Ask Me Anything: Dynamic Memory Networks
for Natural Language Processing:

  • Most tasks in natural language processing can be cast into question answering (QA) problems over language input.  ** way we cast QuEST  Query response**
  • We introduce the dynamic memory network (DMN), a unified neural network framework which processes input sequences and questions, forms semantic and episodic memories, and generates relevant answers.
  • The DMN can be trained end-to-end and obtains state of the art results on several types of tasks and datasets:
  • question answering (Facebook’s bAbI dataset),
  • sequence modeling for part of speech tagging (WSJ-PTB),
  • and text classification for sentiment analysis (Stanford Sentiment Treebank).
  • The model relies exclusively on trained word vector representations and requires no string matching or manually engineered features.

 

The second paper:

Dynamic Memory Networks for Visual and Textual Question Answering
Xiong, Merity, Socher – arXiv:1603.01417v1 [cs.NE] 4 Mar 2016

  • Neural network architectures with memory and attention mechanisms exhibit certain reasoning capabilities required for question answering.
  • One such architecture, the dynamic memory network (DMN), obtained high accuracy on a variety of language tasks.

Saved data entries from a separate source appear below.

use std::collections::HashMap;
use std::net::{IpAddr, Ipv4Addr, Ipv6Addr};
use std::time::Duration;

use ipnetwork::IpNetwork;
use serde::Deserialize;
use thiserror::Error;

use crate::client::DynamicClientLimits;
use crate::constants::{
    DEFAULT_CLEANUP_DELAY_SECS, DEFAULT_MAX_CLIENTS, DEFAULT_MAX_CONNECTIONS,
    DEFAULT_MAX_PENDING_CLIENTS, DEFAULT_MAX_PENDING_PACKETS, MAX_CLEANUP_DELAY_SECS,
};
use crate::trie::PrefixTrie;
use crate::types::{PacketCode, Priority};

#[derive(Debug, Error)]
pub enum ConfigError {
    #[error("No 'ipaddr' was specified in the 'udp' section")]
    MissingAddress,

    #[error("Multiple bind addresses were specified in the 'udp' section")]
    ConflictingAddresses,

    #[error("No 'port' was specified in the 'udp' section")]
    MissingPort,

    #[error("Unknown value for 'port_name = {0}'")]
    UnknownPortName(String),

    #[error("Invalid value for '{name}': {value} is not within {min}..={max}")]
    OutOfRange {
        name: &'static str,
        value: u64,
        min: u64,
        max: u64,
    },

    #[error("Cannot (yet) use dynamic clients and connected sockets")]
    DynamicAndConnected,

    #[error("One or more 'network' entries MUST be specified for dynamic clients")]
    NoNetworks,

    #[error("Address family in entry 'network = {0}' does not match 'ipaddr'")]
    NetworkFamily(IpNetwork),

    #[error("Cannot add duplicate entry 'network = {0}'")]
    DuplicateNetwork(IpNetwork),

    #[error("Cannot add overlapping entry 'network = {0}'. Entry is completely enclosed inside of a previously defined network")]
    OverlappingNetwork(IpNetwork),

    #[error("Unknown packet type '{0}' in 'priority' section")]
    UnknownPacketType(String),
}

fn default_cleanup_delay() -> u64 {
    DEFAULT_CLEANUP_DELAY_SECS
}

fn default_max_clients() -> u32 {
    DEFAULT_MAX_CLIENTS
}

fn default_max_pending_clients() -> u32 {
    DEFAULT_MAX_PENDING_CLIENTS
}

fn default_max_pending_packets() -> u32 {
    DEFAULT_MAX_PENDING_PACKETS
}

fn default_idle_timeout() -> u64 {
    600
}

fn default_nak_lifetime() -> u64 {
    30
}

fn default_check_interval() -> u64 {
    30
}

/// The `dynamic_clients { ... }` block.
#[derive(Debug, Clone, Deserialize)]
#[serde(deny_unknown_fields)]
pub struct DynamicClientConfig {
    pub network: Vec<IpNetwork>,

    #[serde(default = "default_max_clients")]
    pub max_clients: u32,

    #[serde(default = "default_max_pending_clients")]
    pub max_pending_clients: u32,

    #[serde(default = "default_max_pending_packets")]
    pub max_pending_packets: u32,

    /// Seconds; 0 disables idle expiry.
    #[serde(default = "default_idle_timeout")]
    pub idle_timeout: u64,

    #[serde(default = "default_nak_lifetime")]
    pub nak_lifetime: u64,

    #[serde(default = "default_check_interval")]
    pub check_interval: u64,
}

impl DynamicClientConfig {
    pub fn limits(&self) -> DynamicClientLimits {
        DynamicClientLimits {
            networks: self.network.clone(),
            max_clients: self.max_clients,
            max_pending_clients: self.max_pending_clients,
            max_pending_packets: self.max_pending_packets,
            idle_timeout: Duration::from_secs(self.idle_timeout),
            nak_lifetime: Duration::from_secs(self.nak_lifetime),
            check_interval: Duration::from_secs(self.check_interval),
        }
    }
}

/// One UDP listener block.
#[derive(Debug, Clone, Deserialize)]
#[serde(deny_unknown_fields)]
pub struct ListenerConfig {
    pub ipaddr: Option<IpAddr>,
    pub ipv4addr: Option<Ipv4Addr>,
    pub ipv6addr: Option<Ipv6Addr>,

    pub interface: Option<String>,

    pub port: Option<u16>,
    pub port_name: Option<String>,

    /// SO_RCVBUF in bytes; clamped to at least 32.
    pub recv_buff: Option<usize>,

    /// Seconds an Access-Request reply stays cached for retransmissions.
    #[serde(default = "default_cleanup_delay")]
    pub cleanup_delay: u64,

    /// Enable per-flow connected child sockets.
    #[serde(default)]
    pub connected: bool,

    pub max_connections: Option<u32>,

    pub dynamic_clients: Option<DynamicClientConfig>,

    /// Per-code scheduling priority overrides, keyed by packet type name.
    #[serde(default)]
    pub priority: HashMap<String, u32>,
}

impl ListenerConfig {
    pub fn address(&self) -> Result<IpAddr, ConfigError> {
        let candidates = [
            self.ipaddr,
            self.ipv4addr.map(IpAddr::V4),
            self.ipv6addr.map(IpAddr::V6),
        ];

        let mut found = None;
        for candidate in candidates.into_iter().flatten() {
            if found.is_some() {
                return Err(ConfigError::ConflictingAddresses);
            }
            found = Some(candidate);
        }
        found.ok_or(ConfigError::MissingAddress)
    }

    /// Numeric `port`, or `port_name` resolved against the service
    /// database.
    pub fn resolve_port(&self) -> Result<u16, ConfigError> {
        if let Some(port) = self.port {
            return Ok(port);
        }

        let name = self.port_name.as_ref().ok_or(ConfigError::MissingPort)?;
        crate::server::lookup_service(name)
            .ok_or_else(|| ConfigError::UnknownPortName(name.clone()))
    }

    pub fn cleanup_delay(&self) -> Duration {
        Duration::from_secs(self.cleanup_delay)
    }

    pub fn max_connections(&self) -> u32 {
        self.max_connections.unwrap_or(DEFAULT_MAX_CONNECTIONS)
    }

    pub fn limits(&self) -> Option<DynamicClientLimits> {
        self.dynamic_clients.as_ref().map(|cfg| cfg.limits())
    }

    /// The scheduling priority for a code, with config overrides applied.
    pub fn priority_for(&self, code: PacketCode) -> Priority {
        self.priority
            .get(&code.to_string())
            .map(|&value| Priority(value))
            .unwrap_or_else(|| code.default_priority())
    }

    pub fn validate(&self) -> Result<(), ConfigError> {
        let address = self.address()?;
        self.resolve_port()?;

        check_range(
            "cleanup_delay",
            self.cleanup_delay,
            0,
            MAX_CLEANUP_DELAY_SECS,
        )?;

        if self.connected {
            let max = self.max_connections();
            check_range("max_connections", max as u64, 4, 65536)?;
        }

        for name in self.priority.keys() {
            if !known_packet_type(name) {
                return Err(ConfigError::UnknownPacketType(name.clone()));
            }
        }

        let Some(dynamic) = &self.dynamic_clients else {
            return Ok(());
        };

        if self.connected {
            return Err(ConfigError::DynamicAndConnected);
        }
        if dynamic.network.is_empty() {
            return Err(ConfigError::NoNetworks);
        }

        check_range("max_clients", dynamic.max_clients as u64, 1, 1 << 20)?;
        check_range(
            "max_pending_clients",
            dynamic.max_pending_clients as u64,
            4,
            2048,
        )?;
        check_range(
            "max_pending_packets",
            dynamic.max_pending_packets as u64,
            256,
            65536,
        )?;
        if dynamic.idle_timeout != 0 {
            check_range("idle_timeout", dynamic.idle_timeout, 30, 86400)?;
        }

        // Networks must share the bind family and be pairwise disjoint.
        let mut trie = PrefixTrie::new();
        for network in &dynamic.network {
            let family_matches = matches!(
                (network, address),
                (IpNetwork::V4(_), IpAddr::V4(_)) | (IpNetwork::V6(_), IpAddr::V6(_))
            );
            if !family_matches {
                return Err(ConfigError::NetworkFamily(*network));
            }

            if trie.get(network).is_some() {
                return Err(ConfigError::DuplicateNetwork(*network));
            }
            if trie.enclosing(network).is_some() {
                return Err(ConfigError::OverlappingNetwork(*network));
            }
            trie.insert(*network, ())
                .map_err(|_| ConfigError::DuplicateNetwork(*network))?;
        }

        Ok(())
    }
}

fn check_range(name: &'static str, value: u64, min: u64, max: u64) -> Result<(), ConfigError> {
    if value < min || value > max {
        return Err(ConfigError::OutOfRange {
            name,
            value,
            min,
            max,
        });
    }
    Ok(())
}

fn known_packet_type(name: &str) -> bool {
    [
        "Access-Request",
        "Accounting-Request",
        "CoA-Request",
        "Disconnect-Request",
        "Status-Server",
    ]
    .contains(&name)
}

#[cfg(test)]
mod tests {
    use super::*;

    fn base() -> ListenerConfig {
        toml::from_str(
            r#"
            ipaddr = "203.0.113.1"
            port = 1812
            "#,
        )
        .unwrap()
    }

    #[test]
    fn minimal_config_validates() {
        let cfg = base();
        cfg.validate().unwrap();
        assert_eq!(cfg.resolve_port().unwrap(), 1812);
        assert_eq!(cfg.cleanup_delay, DEFAULT_CLEANUP_DELAY_SECS);
    }

    #[test]
    fn missing_address_is_fatal() {
        let cfg: ListenerConfig = toml::from_str("port = 1812").unwrap();
        assert!(matches!(cfg.validate(), Err(ConfigError::MissingAddress)));
    }

    #[test]
    fn cleanup_delay_bound() {
        let cfg: ListenerConfig = toml::from_str(
            r#"
            ipaddr = "203.0.113.1"
            port = 1812
            cleanup_delay = 31
            "#,
        )
        .unwrap();
        assert!(matches!(cfg.validate(), Err(ConfigError::OutOfRange { .. })));
    }

    #[test]
    fn dynamic_clients_and_connected_conflict() {
        let cfg: ListenerConfig = toml::from_str(
            r#"
            ipaddr = "203.0.113.1"
            port = 1812
            connected = true

            [dynamic_clients]
            network = ["198.51.100.0/24"]
            "#,
        )
        .unwrap();
        assert!(matches!(
            cfg.validate(),
            Err(ConfigError::DynamicAndConnected)
        ));
    }

    #[test]
    fn overlapping_networks_rejected() {
        let cfg: ListenerConfig = toml::from_str(
            r#"
            ipaddr = "203.0.113.1"
            port = 1812

            [dynamic_clients]
            network = ["198.51.100.0/24", "198.51.100.128/25"]
            "#,
        )
        .unwrap();
        assert!(matches!(
            cfg.validate(),
            Err(ConfigError::OverlappingNetwork(_))
        ));
    }

    #[test]
    fn network_family_must_match_bind() {
        let cfg: ListenerConfig = toml::from_str(
            r#"
            ipaddr = "203.0.113.1"
            port = 1812

            [dynamic_clients]
            network = ["2001:db8::/32"]
            "#,
        )
        .unwrap();
        assert!(matches!(cfg.validate(), Err(ConfigError::NetworkFamily(_))));
    }

    #[test]
    fn priority_overrides() {
        let cfg: ListenerConfig = toml::from_str(
            r#"
            ipaddr = "203.0.113.1"
            port = 1812

            [priority]
            "Accounting-Request" = 3
            "#,
        )
        .unwrap();
        cfg.validate().unwrap();
        assert_eq!(cfg.priority_for(PacketCode::AccountingRequest), Priority(3));
        assert_eq!(
            cfg.priority_for(PacketCode::AccessRequest),
            Priority::HIGH
        );
    }
}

–     However, it was not shown whether the architecture achieves strong results for question answering when supporting facts are not marked during training or whether it could be applied to other modalities such as images.

–     Based on an analysis of the DMN, we propose several improvements to its memory and input modules.

–     Together with these changes we introduce a novel input module for images in order to be able to answer visual questions.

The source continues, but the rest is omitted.